Ceux qui ont eu la chance de croiser Bruno Neveu, comme vous-même, ses confrères académiciens, et, plus encore, d’être du cercle de ses amis rappellent l’urbanité de ce lettré subtil et nuancé, son humour, son maintien posé, la délicatesse de ses attentions, sa ténacité dans la quête du vrai, sa pénétration morale, son sourire charitable, sa sensibilité extrême et le charme de sa conversation. Comme le révèle encore le simple contact avec son style ciselé, vif et savoureux, rien de trivial ou de vernaculaire ne venait troubler son esprit et sa disponibilité intellectuelle. Il était diplomate et courtois, posé et paisible, sans aucune forme de démagogie, insensible aux modes (notamment vestimentaires) et aux excitations du moment. Au fond, il aurait pu devenir un parfait prélat romain, un de ces « cardinaux verts », auxquels un de ses amis (7) aimait à le comparer. Mais sa vocation s’était orientée autrement, sans rien céder sur la défense avisée, exigeante et fidèle de la cause romaine. Il avait choisi de ne pas se disperser, cloisonnant de façon étanche ses affinités et amitiés, se méfiant des fédérations amicales indiscrètes, cultivant ses intérêts et ses proches tour à tour plutôt qu’ensemble. Aussi put-il centrer sa vie sur ses travaux : « ma vie et mes recherches se rejoignent et se recoupent de si près que l’essentiel aura été dit une fois rappelé que le cours de mon existence, peu sollicitée par les soucis extérieurs ou domestiques qui affectent inévitablement l’organisation intellectuelle, a favorisé une sécurité, un bien-être, une régularité fructueuse à l’étude ». Souvenons-nous du dicton latin : aut liberi aut libri, « soit des enfants soit des livres ». Une des sources de sa piété se trouve sans doute dans cet irénisme, dans cet attachement à l’enfance et dans sa dévotion à sa mère, très croyante, dont il ne se sépara vraiment (et sans jamais se remettre de ce deuil qui le déprima) qu’à sa mort, en 1991. Facile à blesser, susceptible, voire pointilleux, il surmonta les épreuves inévitables de la vie, avec secret, en pratiquant l’histoire comme méditation morale ou comme exercice spirituel.

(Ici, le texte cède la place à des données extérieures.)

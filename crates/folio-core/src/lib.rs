pub mod constants;
pub mod easing;
pub mod error;
pub mod frame;
pub mod input;
pub mod page;
pub mod particles;
pub mod scene;
pub mod scroll;
pub mod state;
pub mod timeline;
pub mod trigger;
pub static PARTICLES_WGSL: &str = include_str!("../shaders/particles.wgsl");

pub use easing::Ease;
pub use error::MotionError;
pub use frame::{FieldRenderer, FrameDriver, MotionConfig, MotionState};
pub use input::*;
pub use page::{PageHandles, PageTargets, SkillCard, SplitText};
pub use particles::*;
pub use scene::*;
pub use scroll::*;
pub use state::*;
pub use timeline::*;
pub use trigger::*;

Comme il existe toujours un lien profond et suggestif entre le maître et ses sujets, il me semble que la première grande étude de Bruno Neveu peut nous éclairer sur l’idéal qui l’animait. En consacrant, au seuil de sa magnifique carrière, sa thèse de 3ème cycle à l’abbé de Pontchâteau, il montrait d’emblée sa fascination pour la pureté de la foi et pour la beauté des âmes saintes mais qui ne se laissent pas apprivoiser. Ce marquis de Pontchâteau, neveu de Richelieu, riche et bien né, comblé de bénéfices dès son enfance, trouva dans la vocation religieuse un appel à se dépouiller de tous ses biens. Il se retira de toute vie mondaine, vivant chichement de ses mains, à Port-Royal des Champs, comme simple jardinier. Pourtant cet homme de Dieu fut aussi capable de quitter son désert et son ascétisme pour aller à Rome servir la cause de la résistance janséniste à la politique religieuse de Louis XIV. Ce mélange d’abnégation et d’ardeur devait convenir à Bruno Neveu qui combinait lui aussi piété et insoumission, intériorité jalouse et goût du contact, ombre et lumière.

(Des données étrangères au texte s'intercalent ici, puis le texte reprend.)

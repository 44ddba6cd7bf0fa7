//! Visual-side state types shared with the web frontend.
//!
//! These types avoid referencing platform-specific APIs. The web frontend
//! feeds them raw input and reads back camera matrices and smoothed pointer
//! positions.

use crate::constants::{
    CAMERA_FAR, CAMERA_FOV_DEG, CAMERA_NEAR, CAMERA_Z, CURSOR_FOLLOW_SMOOTHING, MAX_PIXEL_RATIO,
    POINTER_SMOOTHING,
};
use glam::{Mat4, Vec2, Vec3};

/// Simple right-handed camera description with perspective projection.
#[derive(Clone, Debug)]
pub struct Camera {
    pub eye: Vec3,
    pub target: Vec3,
    pub up: Vec3,
    pub aspect: f32,
    pub fovy_radians: f32,
    pub znear: f32,
    pub zfar: f32,
}

impl Default for Camera {
    fn default() -> Self {
        Self {
            eye: Vec3::new(0.0, 0.0, CAMERA_Z),
            target: Vec3::ZERO,
            up: Vec3::Y,
            aspect: 1.0,
            fovy_radians: CAMERA_FOV_DEG.to_radians(),
            znear: CAMERA_NEAR,
            zfar: CAMERA_FAR,
        }
    }
}

impl Camera {
    /// Compute the clip-space projection matrix.
    pub fn projection_matrix(&self) -> Mat4 {
        Mat4::perspective_rh(self.fovy_radians, self.aspect, self.znear, self.zfar)
    }
    /// Compute the view matrix that transforms world to view space.
    pub fn view_matrix(&self) -> Mat4 {
        Mat4::look_at_rh(self.eye, self.target, self.up)
    }

    pub fn set_viewport(&mut self, viewport: &Viewport) {
        self.aspect = viewport.aspect();
    }
}

/// CSS-pixel viewport plus the device pixel ratio used for the backing store.
#[derive(Clone, Copy, Debug, PartialEq)]
pub struct Viewport {
    pub width: f32,
    pub height: f32,
    pub pixel_ratio: f32,
}

impl Default for Viewport {
    fn default() -> Self {
        Self {
            width: 1.0,
            height: 1.0,
            pixel_ratio: 1.0,
        }
    }
}

impl Viewport {
    pub fn new(width: f32, height: f32, device_pixel_ratio: f32) -> Self {
        Self {
            width: width.max(1.0),
            height: height.max(1.0),
            pixel_ratio: device_pixel_ratio.clamp(1.0, MAX_PIXEL_RATIO),
        }
    }

    pub fn aspect(&self) -> f32 {
        self.width / self.height.max(1.0)
    }

    /// Backing-store size in physical pixels.
    pub fn physical_size(&self) -> (u32, u32) {
        (
            ((self.width * self.pixel_ratio) as u32).max(1),
            ((self.height * self.pixel_ratio) as u32).max(1),
        )
    }
}

/// Pointer in normalized device coordinates, raw and low-pass filtered.
#[derive(Clone, Copy, Debug, Default, PartialEq)]
pub struct PointerState {
    pub raw: Vec2,
    pub smoothed: Vec2,
}

impl PointerState {
    pub fn set_raw(&mut self, ndc: Vec2) {
        if ndc.is_finite() {
            self.raw = ndc.clamp(Vec2::splat(-1.0), Vec2::splat(1.0));
        }
    }

    /// One frame of exponential smoothing toward the raw sample.
    pub fn smooth(&mut self) {
        self.smooth_by(POINTER_SMOOTHING);
    }

    pub fn smooth_by(&mut self, factor: f32) {
        self.smoothed += (self.raw - self.smoothed) * factor.clamp(0.0, 1.0);
    }
}

/// Custom cursor: the dot tracks the pointer exactly, the ring trails it.
#[derive(Clone, Copy, Debug, Default, PartialEq)]
pub struct CursorFollower {
    pub pointer_px: Vec2,
    pub follower_px: Vec2,
}

impl CursorFollower {
    pub fn step(&mut self) {
        self.follower_px += (self.pointer_px - self.follower_px) * CURSOR_FOLLOW_SMOOTHING;
    }
}

/// Map a client-space pointer position to NDC (+y up).
#[inline]
pub fn client_to_ndc(x: f32, y: f32, width: f32, height: f32) -> Vec2 {
    if width <= 0.0 || height <= 0.0 {
        return Vec2::ZERO;
    }
    Vec2::new((x / width) * 2.0 - 1.0, -(y / height) * 2.0 + 1.0)
}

Je pense que Bruno Neveu, excellent latiniste, n’aurait pas détesté que je me réfère, en terminant, aux dernières lignes de l’éloge que Tacite consacra à son beau-père Agricola. Je cite : « S’il est un lieu pour les mânes des purs, si, comme les sages le croient, les grands âmes ne s’éteignent pas avec le corps, puisses-tu reposer en paix, et nous rappeler, loin du regret stérile et des lamentations, vers la contemplation de tes vertus. Voilà le véritable culte, et la piété d’un entourage proche » (8). Bruno Neveu avait raison de croire en la communion des saints : la valeur et la bonté des êtres exceptionnels rayonnent, en effet, éternellement et elles demeurent, pour ceux qui restent, une vraie nourriture spirituelle.
Notes
(1) Jean-Michel Maulpoix, Chutes de pluie fine, Mercure de France, 2002
2) Une copie de cette « Note biographique » du 25 octobre 2001, manuscrite, m’a été transmise par M. Jean-Louis Quantin, directeur d’études à l’École pratique des Hautes Études. Elle m’a beaucoup aidé. Qu’il en soit vivement remercié.
(3) ÉPHÉ, 1969, 768 p.
(4) Volumes parus dans les Acta nuntiaturae gallicae ; 849 et 810 p.
(5) 759 p.
(6) Juge suprême et docteur infaillible : le pontificat romain de la bulle In Eminenti (1643) à la bulle Auctorem fidei (1794), in Mélanges de l’École française de Rome, 1981, p. 215-275.
(7) Laurent Stefanini
(8) La vie d’Agricola, 46.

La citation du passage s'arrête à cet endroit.